- What this task involves -
Lines holding the word "HandlerRegistry" in the material below: count them and write the number alone.

- Given entries -
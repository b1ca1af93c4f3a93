/// Texture storage formats, pixel data types and transfer formats

/// Internal (storage) format of a texture
///
/// Unsized formats (`RGBA`, `RGB`, `LUMINANCE_ALPHA`, `LUMINANCE`, `ALPHA`)
/// are the only ones available on `Es2` contexts. Formats the enum does not
/// name (vendor or extension enums) are carried raw in `Other`.
#[derive(Debug, Clone, Copy, PartialEq, Eq, Hash)]
#[allow(non_camel_case_types)]
pub enum InternalFormat {
    // Unsized formats
    RGBA,
    RGB,
    LUMINANCE_ALPHA,
    LUMINANCE,
    ALPHA,

    // 8-bit normalized
    R8,
    RG8,
    RGB8,
    RGBA8,
    SRGB8,
    SRGB8_ALPHA8,
    R8_SNORM,
    RG8_SNORM,
    RGB8_SNORM,
    RGBA8_SNORM,

    // Packed
    RGB565,
    RGB5_A1,
    RGBA4,
    RGB10_A2,
    RGB10_A2UI,
    R11F_G11F_B10F,
    RGB9_E5,

    // Float
    R16F,
    RG16F,
    RGB16F,
    RGBA16F,
    R32F,
    RG32F,
    RGB32F,
    RGBA32F,

    // Unsigned integer
    R8UI,
    RG8UI,
    RGB8UI,
    RGBA8UI,
    R16UI,
    RG16UI,
    RGB16UI,
    RGBA16UI,
    R32UI,
    RG32UI,
    RGB32UI,
    RGBA32UI,

    // Signed integer
    R8I,
    RG8I,
    RGB8I,
    RGBA8I,
    R16I,
    RG16I,
    RGB16I,
    RGBA16I,
    R32I,
    RG32I,
    RGB32I,
    RGBA32I,

    // Depth / stencil
    DEPTH_COMPONENT16,
    DEPTH_COMPONENT24,
    DEPTH_COMPONENT32F,
    DEPTH24_STENCIL8,
    DEPTH32F_STENCIL8,

    /// Raw API enum not covered above
    Other(u32),
}

/// Data type of client pixel data
///
/// `Other` carries raw enums such as the `HALF_FLOAT_OES` extension type of
/// `Es2` contexts.
#[derive(Debug, Clone, Copy, PartialEq, Eq, Hash)]
#[allow(non_camel_case_types)]
pub enum PixelType {
    UNSIGNED_BYTE,
    BYTE,
    UNSIGNED_SHORT,
    SHORT,
    UNSIGNED_INT,
    INT,
    HALF_FLOAT,
    FLOAT,
    UNSIGNED_SHORT_5_6_5,
    UNSIGNED_SHORT_4_4_4_4,
    UNSIGNED_SHORT_5_5_5_1,
    UNSIGNED_INT_2_10_10_10_REV,
    UNSIGNED_INT_10F_11F_11F_REV,
    UNSIGNED_INT_5_9_9_9_REV,
    UNSIGNED_INT_24_8,
    FLOAT_32_UNSIGNED_INT_24_8_REV,

    /// Raw API enum not covered above
    Other(u32),
}

/// Channel layout of client pixel data (the `format` argument of an upload)
#[derive(Debug, Clone, Copy, PartialEq, Eq, Hash)]
#[allow(non_camel_case_types)]
pub enum TransferFormat {
    RED,
    RED_INTEGER,
    RG,
    RG_INTEGER,
    RGB,
    RGB_INTEGER,
    RGBA,
    RGBA_INTEGER,
    ALPHA,
    LUMINANCE,
    LUMINANCE_ALPHA,
    DEPTH_COMPONENT,
    DEPTH_STENCIL,

    /// Same enum as the internal format (`Es2` rule)
    MatchInternal(InternalFormat),
}
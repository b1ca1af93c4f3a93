//! GL resource wrappers
//!
//! Owned wrappers around native buffers, textures and framebuffers.

pub mod buffer;
pub mod texture;
pub mod framebuffer;

pub use buffer::{DataBuffer, IndexBuffer, VertexScalar, IndexScalar};
pub use texture::{Texture, TextureDesc};
pub use framebuffer::{Framebuffer, PingPong, flip_flop_buffers};
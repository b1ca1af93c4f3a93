use super::*;

const NO_DEFINES: [&str; 0] = [];

// ============================================================================
// Pass-through tests
// ============================================================================

#[test]
fn test_source_without_directives_is_unchanged() {
    let src = "precision mediump float;\nvoid main() {\n    gl_FragColor = vec4(1.0);\n}";
    assert_eq!(preprocess(src, &NO_DEFINES).unwrap(), src);
}

#[test]
fn test_other_directives_pass_through() {
    let src = "#version 300 es\n#extension GL_OES_standard_derivatives : enable\nx;";
    assert_eq!(preprocess(src, &NO_DEFINES).unwrap(), src);
}

#[test]
fn test_native_if_blocks_pass_through() {
    let src = "#if __VERSION__ >= 300\nin vec3 a;\n#elif 1\nb;\n#else\nattribute vec3 a;\n#endif";
    assert_eq!(preprocess(src, &NO_DEFINES).unwrap(), src);
}

#[test]
fn test_native_if_inside_skipped_block_is_blanked() {
    let src = "#ifdef A\n#if 1\nx\n#else\ny\n#endif\n#endif\nz";
    assert_eq!(preprocess(src, &NO_DEFINES).unwrap(), "\n\n\n\n\n\n\nz");
}

#[test]
fn test_ifdef_inside_native_if() {
    let src = "#if 1\n#ifdef A\na\n#else\nnot_a\n#endif\n#endif";
    assert_eq!(preprocess(src, &NO_DEFINES).unwrap(), "#if 1\n\n\n\nnot_a\n\n#endif");
}

#[test]
fn test_line_count_preserved() {
    let src = "a\n#ifdef X\nb\nc\n#else\nd\n#endif\ne\n";
    let out = preprocess(src, &NO_DEFINES).unwrap();
    assert_eq!(out.split('\n').count(), src.split('\n').count());
    assert_eq!(out, "a\n\n\n\n\nd\n\ne\n");
}

// ============================================================================
// Branch selection tests
// ============================================================================

#[test]
fn test_ifdef_else_with_define() {
    let src = "#ifdef A\nfirst\n#else\nsecond\n#endif";
    assert_eq!(preprocess(src, &["A"]).unwrap(), "\nfirst\n\n\n");
}

#[test]
fn test_ifdef_else_without_define() {
    let src = "#ifdef A\nfirst\n#else\nsecond\n#endif";
    assert_eq!(preprocess(src, &NO_DEFINES).unwrap(), "\n\n\nsecond\n");
}

#[test]
fn test_ifndef() {
    let src = "#ifndef A\nfallback\n#endif";
    assert_eq!(preprocess(src, &NO_DEFINES).unwrap(), "\nfallback\n");
    assert_eq!(preprocess(src, &["A"]).unwrap(), "\n\n");
}

#[test]
fn test_nested_blocks() {
    let src = "#ifdef A\n#ifdef B\nab\n#else\na_only\n#endif\n#endif";

    assert_eq!(preprocess(src, &["A", "B"]).unwrap(), "\n\nab\n\n\n\n");
    assert_eq!(preprocess(src, &["A"]).unwrap(), "\n\n\n\na_only\n\n");
    assert_eq!(preprocess(src, &["B"]).unwrap(), "\n\n\n\n\n\n");
}

#[test]
fn test_nested_same_symbol() {
    let src = "#ifdef A\n#ifndef A\nnever\n#endif\nalways\n#endif";
    assert_eq!(preprocess(src, &["A"]).unwrap(), "\n\n\n\nalways\n");
}

#[test]
fn test_in_source_define() {
    let src = "#define USE_FOG\n#ifdef USE_FOG\nfog\n#endif";
    assert_eq!(preprocess(src, &NO_DEFINES).unwrap(), "#define USE_FOG\n\nfog\n");
}

#[test]
fn test_define_inside_skipped_block_is_blanked() {
    let src = "#ifdef A\n#define B 1\n#endif\n#ifdef B\nb\n#endif";
    let out = preprocess(src, &NO_DEFINES).unwrap();
    assert_eq!(out.split('\n').nth(1), Some(""));
    // the symbol is still recorded
    assert_eq!(out.split('\n').nth(4), Some("b"));
}

#[test]
fn test_directives_are_case_insensitive_and_indented() {
    let src = "  #IFDEF A\nx\n  #Else\ny\n\t#ENDIF";
    assert_eq!(preprocess(src, &["A"]).unwrap(), "\nx\n\n\n");
}

#[test]
fn test_owned_defines() {
    let defines = vec!["A".to_string()];
    let src = "#ifdef A\nx\n#endif";
    assert_eq!(preprocess(src, &defines).unwrap(), "\nx\n");
}

// ============================================================================
// Error tests
// ============================================================================

#[test]
fn test_unterminated_block_fails() {
    let result = preprocess("#ifdef A\nx\n", &NO_DEFINES);
    assert_eq!(result, Err(Error::UnterminatedConditional { symbol: "A".to_string() }));
}

#[test]
fn test_unterminated_reports_innermost_symbol() {
    let result = preprocess("#ifdef A\n#ifndef B\nx\n#endif", &NO_DEFINES);
    assert_eq!(result, Err(Error::UnterminatedConditional { symbol: "A".to_string() }));

    let result = preprocess("#ifdef A\n#ifndef B\nx", &NO_DEFINES);
    assert_eq!(result, Err(Error::UnterminatedConditional { symbol: "B".to_string() }));
}

#[test]
fn test_stray_else_fails() {
    assert!(matches!(preprocess("x\n#else\ny", &NO_DEFINES), Err(Error::Preprocessor(_))));
}

#[test]
fn test_stray_endif_fails() {
    assert!(matches!(preprocess("#endif", &NO_DEFINES), Err(Error::Preprocessor(_))));
}

#[test]
fn test_ifdef_without_symbol_fails() {
    assert!(matches!(preprocess("#ifdef\nx\n#endif", &NO_DEFINES), Err(Error::Preprocessor(_))));
    assert!(matches!(preprocess("#ifndef   \nx\n#endif", &NO_DEFINES), Err(Error::Preprocessor(_))));
}

// ============================================================================
// Directive parsing tests
// ============================================================================

#[test]
fn test_parse_directive() {
    assert_eq!(parse_directive("#define FOO 1", 1).unwrap(), Directive::Define("FOO"));
    assert_eq!(parse_directive("# ifdef BAR_2", 1).unwrap(), Directive::IfDef("BAR_2"));
    assert_eq!(parse_directive("#ifndef X // comment", 1).unwrap(), Directive::IfNDef("X"));
    assert_eq!(parse_directive("#else", 1).unwrap(), Directive::Else);
    assert_eq!(parse_directive("#endif // FOO", 1).unwrap(), Directive::EndIf);
    assert_eq!(parse_directive("#define", 1).unwrap(), Directive::Text);
    assert_eq!(parse_directive("#if defined(A)", 1).unwrap(), Directive::If);
    assert_eq!(parse_directive("#version 300 es", 1).unwrap(), Directive::Text);
    assert_eq!(parse_directive("float x = 1.0; // #ifdef A", 1).unwrap(), Directive::Text);
}

#[test]
fn test_directive_keyword_ends_at_punctuation() {
    assert_eq!(parse_directive("#endif//c", 1).unwrap(), Directive::EndIf);
    assert_eq!(parse_directive("#else/* other */", 1).unwrap(), Directive::Else);
    assert_eq!(parse_directive("#if(A)", 1).unwrap(), Directive::If);
    assert_eq!(parse_directive("#endifx", 1).unwrap(), Directive::Text);
}

#[test]
fn test_comment_glued_to_directive() {
    let out = preprocess("#ifdef A\nx\n#else//c\ny\n#endif//c", &NO_DEFINES).unwrap();
    assert_eq!(out, "\n\n\ny\n");
}
//! Job acquisition and dispatch.
//!
//! One coordinator task polls the job store, claims due jobs, and hands the
//! claimed batches to a bounded worker pool. Between polls it waits on a
//! timer that a freshly scheduled job can cut short, and a watch channel
//! shuts the loop down cooperatively.

use crate::config::EngineConfig;
use crate::job::{Job, JobStore};
use async_trait::async_trait;
use std::sync::atomic::{AtomicBool, Ordering};
use std::sync::Arc;
use std::time::Duration;
use tokio::sync::{watch, Notify, Semaphore};
use tracing::{debug, error, info, warn};

/// Wakes the acquisition loop when a job is scheduled, so an async
/// continuation does not sit out the remainder of the idle wait.
///
/// Wakes coalesce: notifying while the loop is busy acquiring stores at
/// most one pending wake.
#[derive(Default)]
pub struct JobAddedNotifier {
    notify: Notify,
    waiting: AtomicBool,
}

impl JobAddedNotifier {
    pub fn new() -> Self {
        Self::default()
    }

    pub fn job_added(&self) {
        // A wake is only useful while the loop actually waits; adds that
        // land mid-cycle are picked up by the next poll anyway.
        if self.waiting.load(Ordering::Acquire) {
            self.notify.notify_one();
        }
    }

    async fn wait(&self, timeout: Duration) {
        self.waiting.store(true, Ordering::Release);
        tokio::select! {
            _ = tokio::time::sleep(timeout) => {}
            _ = self.notify.notified() => {
                debug!("woken by newly scheduled job");
            }
        }
        self.waiting.store(false, Ordering::Release);
    }
}

/// Runs claimed batches; the pool bounds how many run at once.
#[async_trait]
pub trait JobExecutor: Send + Sync {
    async fn execute_batch(&self, jobs: Vec<Job>) -> anyhow::Result<()>;
}

/// Worker pool on the tokio runtime: one spawned task per batch, bounded by
/// a semaphore. Jobs within a batch run sequentially so a process instance
/// never sees two of its jobs in flight at once.
pub struct TokioJobExecutor {
    handlers: Arc<crate::job::HandlerRegistry>,
    store: Arc<dyn JobStore>,
    owner: String,
    slots: Arc<Semaphore>,
}

impl TokioJobExecutor {
    pub fn new(
        handlers: Arc<crate::job::HandlerRegistry>,
        store: Arc<dyn JobStore>,
        owner: impl Into<String>,
        worker_slots: usize,
    ) -> Self {
        Self {
            handlers,
            store,
            owner: owner.into(),
            slots: Arc::new(Semaphore::new(worker_slots.max(1))),
        }
    }
}

#[async_trait]
impl JobExecutor for TokioJobExecutor {
    async fn execute_batch(&self, jobs: Vec<Job>) -> anyhow::Result<()> {
        let permit = self.slots.clone().acquire_owned().await?;
        let handlers = self.handlers.clone();
        let store = self.store.clone();
        let owner = self.owner.clone();
        tokio::spawn(async move {
            let _permit = permit;
            for job in jobs {
                let outcome = match handlers.get(&job.handler) {
                    Ok(handler) => handler.execute(&job).await,
                    Err(err) => Err(err.into()),
                };
                let result = match outcome {
                    Ok(()) => store.complete(job.id, &owner).await,
                    Err(err) => {
                        warn!(job = %job.id, handler = %job.handler, error = %err, "job failed");
                        store.fail(job.id, &owner, &err.to_string()).await
                    }
                };
                if let Err(err) = result {
                    error!(job = %job.id, error = %err, "could not record job outcome");
                }
            }
        });
        Ok(())
    }
}

/// The acquisition coordinator.
pub struct JobAcquisition {
    store: Arc<dyn JobStore>,
    executor: Arc<dyn JobExecutor>,
    notifier: Arc<JobAddedNotifier>,
    config: EngineConfig,
    owner: String,
}

impl JobAcquisition {
    pub fn new(
        store: Arc<dyn JobStore>,
        executor: Arc<dyn JobExecutor>,
        notifier: Arc<JobAddedNotifier>,
        config: EngineConfig,
        owner: impl Into<String>,
    ) -> Self {
        Self {
            store,
            executor,
            notifier,
            config,
            owner: owner.into(),
        }
    }

    /// Poll until the shutdown channel flips to `true`.
    pub async fn run(&self, mut shutdown: watch::Receiver<bool>) {
        info!(owner = %self.owner, "job acquisition started");
        loop {
            if *shutdown.borrow() {
                break;
            }
            let wait = self.acquire_cycle().await;
            if wait.is_zero() {
                continue;
            }
            tokio::select! {
                _ = self.notifier.wait(wait) => {}
                result = shutdown.changed() => {
                    if result.is_err() || *shutdown.borrow() {
                        break;
                    }
                }
            }
        }
        info!(owner = %self.owner, "job acquisition stopped");
    }

    /// One acquisition pass. Returns how long to wait before the next: zero
    /// when the claim filled the whole batch cap, the idle interval
    /// otherwise, and a full backoff after a store error. Claims lost to
    /// rival acquirers never shorten the wait.
    async fn acquire_cycle(&self) -> Duration {
        let max = self.config.max_jobs_per_acquisition;
        match self
            .store
            .acquire(&self.owner, max, self.config.job_lock())
            .await
        {
            Ok(acquired) => {
                if acquired.lock_failures > 0 {
                    // Ordinary contention between acquirers, not a fault.
                    debug!(
                        owner = %self.owner,
                        lost = acquired.lock_failures,
                        "lost job claims to a rival acquirer"
                    );
                }
                let claimed = acquired.job_count();
                for batch in acquired.batches {
                    if let Err(err) = self.executor.execute_batch(batch).await {
                        error!(owner = %self.owner, error = %err, "could not dispatch job batch");
                    }
                }
                if claimed >= max {
                    Duration::ZERO
                } else {
                    self.config.acquire_wait()
                }
            }
            Err(err) => {
                error!(owner = %self.owner, error = %err, "job acquisition failed, backing off");
                self.config.acquire_wait()
            }
        }
    }
}

#[cfg(test)]
mod tests {
    use super::*;
    use crate::job::AcquiredJobs;
    use std::sync::Mutex;
    use uuid::Uuid;

    struct ScriptedStore {
        results: Mutex<Vec<anyhow::Result<AcquiredJobs>>>,
    }

    #[async_trait]
    impl JobStore for ScriptedStore {
        async fn schedule(&self, _job: Job) -> anyhow::Result<()> {
            Ok(())
        }

        async fn acquire(
            &self,
            _owner: &str,
            _max: usize,
            _lock_for: chrono::Duration,
        ) -> anyhow::Result<AcquiredJobs> {
            self.results
                .lock()
                .unwrap()
                .pop()
                .unwrap_or_else(|| Ok(AcquiredJobs::default()))
        }

        async fn complete(&self, _job_id: Uuid, _owner: &str) -> anyhow::Result<()> {
            Ok(())
        }

        async fn fail(&self, _job_id: Uuid, _owner: &str, _error: &str) -> anyhow::Result<()> {
            Ok(())
        }
    }

    struct CountingExecutor {
        batches: Mutex<usize>,
    }

    #[async_trait]
    impl JobExecutor for CountingExecutor {
        async fn execute_batch(&self, _jobs: Vec<Job>) -> anyhow::Result<()> {
            *self.batches.lock().unwrap() += 1;
            Ok(())
        }
    }

    fn acquisition(results: Vec<anyhow::Result<AcquiredJobs>>) -> (JobAcquisition, Arc<CountingExecutor>) {
        let executor = Arc::new(CountingExecutor {
            batches: Mutex::new(0),
        });
        let acquisition = JobAcquisition::new(
            Arc::new(ScriptedStore {
                results: Mutex::new(results),
            }),
            executor.clone(),
            Arc::new(JobAddedNotifier::new()),
            EngineConfig::default(),
            "test-node",
        );
        (acquisition, executor)
    }

    fn full_page() -> AcquiredJobs {
        AcquiredJobs {
            batches: vec![(0..10).map(|_| Job::new("t", Uuid::now_v7())).collect()],
            lock_failures: 0,
        }
    }

    #[tokio::test]
    async fn full_page_means_no_wait() {
        let (acquisition, executor) = acquisition(vec![Ok(full_page())]);
        let wait = acquisition.acquire_cycle().await;
        assert_eq!(wait, Duration::ZERO);
        assert_eq!(*executor.batches.lock().unwrap(), 1);
    }

    #[tokio::test]
    async fn lost_claims_do_not_shorten_the_wait() {
        // Four won plus six lost claims: the cap was not filled with real
        // work, so the loop still takes its idle wait.
        let page = AcquiredJobs {
            batches: vec![(0..4).map(|_| Job::new("t", Uuid::now_v7())).collect()],
            lock_failures: 6,
        };
        let (acquisition, _) = acquisition(vec![Ok(page)]);
        assert_eq!(
            acquisition.acquire_cycle().await,
            EngineConfig::default().acquire_wait()
        );
    }

    #[tokio::test]
    async fn short_page_waits_and_error_backs_off() {
        let (acquisition, _) = acquisition(vec![Ok(AcquiredJobs::default())]);
        assert_eq!(
            acquisition.acquire_cycle().await,
            EngineConfig::default().acquire_wait()
        );

        let (acquisition, executor) = acquisition_err();
        assert_eq!(
            acquisition.acquire_cycle().await,
            EngineConfig::default().acquire_wait()
        );
        assert_eq!(*executor.batches.lock().unwrap(), 0);
    }

    fn acquisition_err() -> (JobAcquisition, Arc<CountingExecutor>) {
        acquisition(vec![Err(anyhow::anyhow!("store down"))])
    }

    #[tokio::test(start_paused = true)]
    async fn job_added_cuts_the_idle_wait_short() {
        let notifier = Arc::new(JobAddedNotifier::new());
        let waiter = notifier.clone();
        let handle = tokio::spawn(async move {
            waiter.wait(Duration::from_secs(3600)).await;
        });
        tokio::task::yield_now().await;
        notifier.job_added();
        // With time paused this only finishes if the wake fired.
        handle.await.unwrap();
    }

    #[tokio::test]
    async fn shutdown_stops_the_loop() {
        let (acquisition, _) = acquisition(vec![]);
        let (tx, rx) = watch::channel(false);
        let handle = tokio::spawn(async move { acquisition.run(rx).await });
        tx.send(true).unwrap();
        handle.await.unwrap();
    }
}
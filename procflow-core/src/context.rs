/// Ambient context for one kernel invocation.
///
/// Carries the originating actor identity and (optionally) the process
/// definition the current command runs against. Threaded explicitly through
/// every call that needs it — operations may suspend and resume on a
/// different worker, so nothing here may rely on thread affinity.
#[derive(Clone, Debug, Default)]
pub struct CommandContext {
    pub actor: Option<String>,
    pub definition_id: Option<String>,
}

impl CommandContext {
    pub fn new() -> Self {
        Self::default()
    }

    pub fn with_actor(mut self, actor: impl Into<String>) -> Self {
        self.actor = Some(actor.into());
        self
    }

    pub fn with_definition(mut self, definition_id: impl Into<String>) -> Self {
        self.definition_id = Some(definition_id.into());
        self
    }
}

- Solution for this problem -
2